____ Exercise input
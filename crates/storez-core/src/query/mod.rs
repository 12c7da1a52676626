//! Query expressions for filtering entries.
//!
//! An [`Expression`] is plain data: a JSON object in the familiar
//! document-query style. It is parsed once and then evaluated against each
//! entry's JSON representation. Nothing in an expression is ever executed.
//!
//! Supported forms:
//!
//! - `{"field": literal}`: equality. An array field matches a scalar it
//!   contains. A missing field equals `null`.
//! - `{"a.b.0": ...}`: dotted paths descend into objects and array indices.
//! - Field operators `$eq $ne $gt $gte $lt $lte $in $nin $exists $size $not`.
//!   Several operators on one field must all hold.
//! - Logical operators `$and $or $nor`, each taking a non-empty array.
//!
//! Ordering operators only hold between two numbers or two strings.
//!
//! ```
//! use serde_json::json;
//! use storez_core::Expression;
//!
//! let expr = Expression::parse(json!({"v": {"$gte": 2}, "tags": "rust"})).unwrap();
//! assert!(expr.matches(&json!({"v": 3, "tags": ["rust", "cms"]})));
//! assert!(!expr.matches(&json!({"v": 1, "tags": ["rust"]})));
//! ```

mod eval;
mod parse;

use std::fmt;
use std::str::FromStr;

use serde::{Deserialize, Serialize};
use serde_json::Value;

use crate::error::{Error, InvalidInputError};

use parse::Node;

/// A parsed, data-only filter predicate.
#[derive(Debug, Clone, PartialEq)]
pub struct Expression {
    source: Value,
    root: Node,
}

impl Expression {
    /// Parse an expression from its JSON form.
    ///
    /// # Errors
    ///
    /// Returns [`InvalidInputError::Query`] for non-object expressions,
    /// unknown operators, or malformed operands.
    pub fn parse(source: Value) -> Result<Self, Error> {
        let root = parse::parse_document(&source)?;
        Ok(Self { source, root })
    }

    /// The expression that matches every entry.
    pub fn all() -> Self {
        Self {
            source: Value::Object(Default::default()),
            root: Node::And(Vec::new()),
        }
    }

    /// Returns true if this expression has no terms and so matches everything.
    pub fn is_empty(&self) -> bool {
        matches!(&self.root, Node::And(children) if children.is_empty())
    }

    /// Evaluate against one entry.
    pub fn matches(&self, entry: &Value) -> bool {
        eval::eval_node(&self.root, entry)
    }

    /// Returns the JSON form this expression was parsed from.
    pub fn as_value(&self) -> &Value {
        &self.source
    }
}

/// Evaluate `expr` against `entry`.
pub fn matches(expr: &Expression, entry: &Value) -> bool {
    expr.matches(entry)
}

impl Default for Expression {
    fn default() -> Self {
        Self::all()
    }
}

impl fmt::Display for Expression {
    fn fmt(&self, f: &mut fmt::Formatter<'_>) -> fmt::Result {
        write!(f, "{}", self.source)
    }
}

impl FromStr for Expression {
    type Err = Error;

    fn from_str(s: &str) -> Result<Self, Self::Err> {
        let value: Value = serde_json::from_str(s).map_err(|e| {
            Error::InvalidInput(InvalidInputError::Query {
                reason: format!("not valid JSON: {}", e),
            })
        })?;
        Self::parse(value)
    }
}

impl TryFrom<Value> for Expression {
    type Error = Error;

    fn try_from(value: Value) -> Result<Self, Self::Error> {
        Self::parse(value)
    }
}

impl Serialize for Expression {
    fn serialize<S>(&self, serializer: S) -> Result<S::Ok, S::Error>
    where
        S: serde::Serializer,
    {
        self.source.serialize(serializer)
    }
}

impl<'de> Deserialize<'de> for Expression {
    fn deserialize<D>(deserializer: D) -> Result<Self, D::Error>
    where
        D: serde::Deserializer<'de>,
    {
        let value = Value::deserialize(deserializer)?;
        Expression::parse(value).map_err(serde::de::Error::custom)
    }
}

#[cfg(test)]
mod tests {
    use super::*;
    use serde_json::json;

    fn expr(value: Value) -> Expression {
        Expression::parse(value).unwrap()
    }

    #[test]
    fn empty_matches_everything() {
        let e = expr(json!({}));
        assert!(e.is_empty());
        assert!(e.matches(&json!({"v": 1})));
        assert!(e.matches(&json!(null)));
        assert!(Expression::all().is_empty());
    }

    #[test]
    fn key_value_equality() {
        let e = expr(json!({"v": 1}));
        assert!(e.matches(&json!({"id": "a", "v": 1})));
        assert!(!e.matches(&json!({"id": "b", "v": 2})));
        assert!(!e.matches(&json!({"id": "c"})));
    }

    #[test]
    fn numbers_compare_by_value() {
        let e = expr(json!({"v": 1.0}));
        assert!(e.matches(&json!({"v": 1})));
    }

    #[test]
    fn multiple_fields_are_conjunctive() {
        let e = expr(json!({"v": 1, "published": true}));
        assert!(e.matches(&json!({"v": 1, "published": true})));
        assert!(!e.matches(&json!({"v": 1, "published": false})));
    }

    #[test]
    fn array_contains_scalar() {
        let e = expr(json!({"tags": "rust"}));
        assert!(e.matches(&json!({"tags": ["cms", "rust"]})));
        assert!(!e.matches(&json!({"tags": ["cms"]})));

        let exact = expr(json!({"tags": ["cms", "rust"]}));
        assert!(exact.matches(&json!({"tags": ["cms", "rust"]})));
        assert!(!exact.matches(&json!({"tags": ["rust", "cms"]})));
    }

    #[test]
    fn null_matches_missing() {
        let e = expr(json!({"deleted": null}));
        assert!(e.matches(&json!({"id": 1})));
        assert!(e.matches(&json!({"deleted": null})));
        assert!(!e.matches(&json!({"deleted": true})));
    }

    #[test]
    fn comparisons() {
        let entry = json!({"v": 5, "title": "beta"});
        assert!(expr(json!({"v": {"$gt": 4}})).matches(&entry));
        assert!(!expr(json!({"v": {"$gt": 5}})).matches(&entry));
        assert!(expr(json!({"v": {"$gte": 5, "$lte": 5}})).matches(&entry));
        assert!(expr(json!({"v": {"$lt": 5.5}})).matches(&entry));
        assert!(expr(json!({"title": {"$gt": "alpha"}})).matches(&entry));
        assert!(!expr(json!({"title": {"$gt": 1}})).matches(&entry));
        assert!(!expr(json!({"missing": {"$lt": 10}})).matches(&entry));
    }

    #[test]
    fn set_membership() {
        let entry = json!({"status": "draft"});
        assert!(expr(json!({"status": {"$in": ["draft", "review"]}})).matches(&entry));
        assert!(!expr(json!({"status": {"$nin": ["draft"]}})).matches(&entry));
        assert!(expr(json!({"other": {"$nin": ["draft"]}})).matches(&entry));
        assert!(expr(json!({"other": {"$ne": "draft"}})).matches(&entry));
    }

    #[test]
    fn large_ids_are_not_rounded() {
        let entry = json!({"n": 9007199254740993u64});
        assert!(expr(json!({"n": 9007199254740993u64})).matches(&entry));
        assert!(!expr(json!({"n": 9007199254740992u64})).matches(&entry));
        assert!(expr(json!({"n": {"$gt": 9007199254740992u64}})).matches(&entry));
    }

    #[test]
    fn existence_and_size() {
        let entry = json!({"tags": ["a", "b"], "body": null});
        assert!(expr(json!({"tags": {"$exists": true}})).matches(&entry));
        assert!(expr(json!({"body": {"$exists": true}})).matches(&entry));
        assert!(expr(json!({"image": {"$exists": false}})).matches(&entry));
        assert!(expr(json!({"tags": {"$size": 2}})).matches(&entry));
        assert!(!expr(json!({"body": {"$size": 0}})).matches(&entry));
    }

    #[test]
    fn negation() {
        let entry = json!({"v": 3});
        assert!(expr(json!({"v": {"$not": {"$gt": 5}}})).matches(&entry));
        assert!(!expr(json!({"v": {"$not": 3}})).matches(&entry));
    }

    #[test]
    fn logical_combinators() {
        let a = json!({"v": 1, "kind": "post"});
        let b = json!({"v": 2, "kind": "page"});

        let or = expr(json!({"$or": [{"v": 1}, {"kind": "page"}]}));
        assert!(or.matches(&a) && or.matches(&b));

        let and = expr(json!({"$and": [{"v": {"$gte": 1}}, {"kind": "post"}]}));
        assert!(and.matches(&a) && !and.matches(&b));

        let nor = expr(json!({"$nor": [{"v": 1}]}));
        assert!(!nor.matches(&a) && nor.matches(&b));
    }

    #[test]
    fn nested_paths() {
        let entry = json!({"author": {"name": "ada", "roles": ["admin"]}, "images": [{"w": 10}]});
        assert!(expr(json!({"author.name": "ada"})).matches(&entry));
        assert!(expr(json!({"author.roles": "admin"})).matches(&entry));
        assert!(expr(json!({"images.0.w": {"$gt": 5}})).matches(&entry));
        assert!(!expr(json!({"images.1.w": {"$gt": 5}})).matches(&entry));
        assert!(!expr(json!({"author.name.first": "ada"})).matches(&entry));
    }

    #[test]
    fn parses_from_text() {
        let e: Expression = r#"{"v": {"$in": [1, 2]}}"#.parse().unwrap();
        assert!(matches(&e, &json!({"v": 2})));
        assert!("not json".parse::<Expression>().is_err());
        assert!("[1]".parse::<Expression>().is_err());
    }

    #[test]
    fn serde_round_trip_keeps_source() {
        let e = expr(json!({"v": 1}));
        assert_eq!(serde_json::to_value(&e).unwrap(), json!({"v": 1}));

        let back: Expression = serde_json::from_value(json!({"v": 1})).unwrap();
        assert_eq!(back, e);
        assert!(serde_json::from_value::<Expression>(json!({"v": {"$bogus": 1}})).is_err());
    }
}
________
§ **Work instructions**
Quote verbatim the opening lines of the listing above, ending with the line where "pub fn parse(source: Value)" appears; include both endpoints and nothing more.

§ **Solution for this exercise**
filename crates/storez-core/src/query/mod.rs
repository 12c7da1a52676626
//! Query expressions for filtering entries.
//!
//! An [`Expression`] is plain data: a JSON object in the familiar
//! document-query style. It is parsed once and then evaluated against each
//! entry's JSON representation. Nothing in an expression is ever executed.
//!
//! Supported forms:
//!
//! - `{"field": literal}`: equality. An array field matches a scalar it
//!   contains. A missing field equals `null`.
//! - `{"a.b.0": ...}`: dotted paths descend into objects and array indices.
//! - Field operators `$eq $ne $gt $gte $lt $lte $in $nin $exists $size $not`.
//!   Several operators on one field must all hold.
//! - Logical operators `$and $or $nor`, each taking a non-empty array.
//!
//! Ordering operators only hold between two numbers or two strings.
//!
//! ```
//! use serde_json::json;
//! use storez_core::Expression;
//!
//! let expr = Expression::parse(json!({"v": {"$gte": 2}, "tags": "rust"})).unwrap();
//! assert!(expr.matches(&json!({"v": 3, "tags": ["rust", "cms"]})));
//! assert!(!expr.matches(&json!({"v": 1, "tags": ["rust"]})));
//! ```

mod eval;
mod parse;

use std::fmt;
use std::str::FromStr;

use serde::{Deserialize, Serialize};
use serde_json::Value;

use crate::error::{Error, InvalidInputError};

use parse::Node;

/// A parsed, data-only filter predicate.
#[derive(Debug, Clone, PartialEq)]
pub struct Expression {
    source: Value,
    root: Node,
}

impl Expression {
    /// Parse an expression from its JSON form.
    ///
    /// # Errors
    ///
    /// Returns [`InvalidInputError::Query`] for non-object expressions,
    /// unknown operators, or malformed operands.
    pub fn parse(source: Value) -> Result<Self, Error> {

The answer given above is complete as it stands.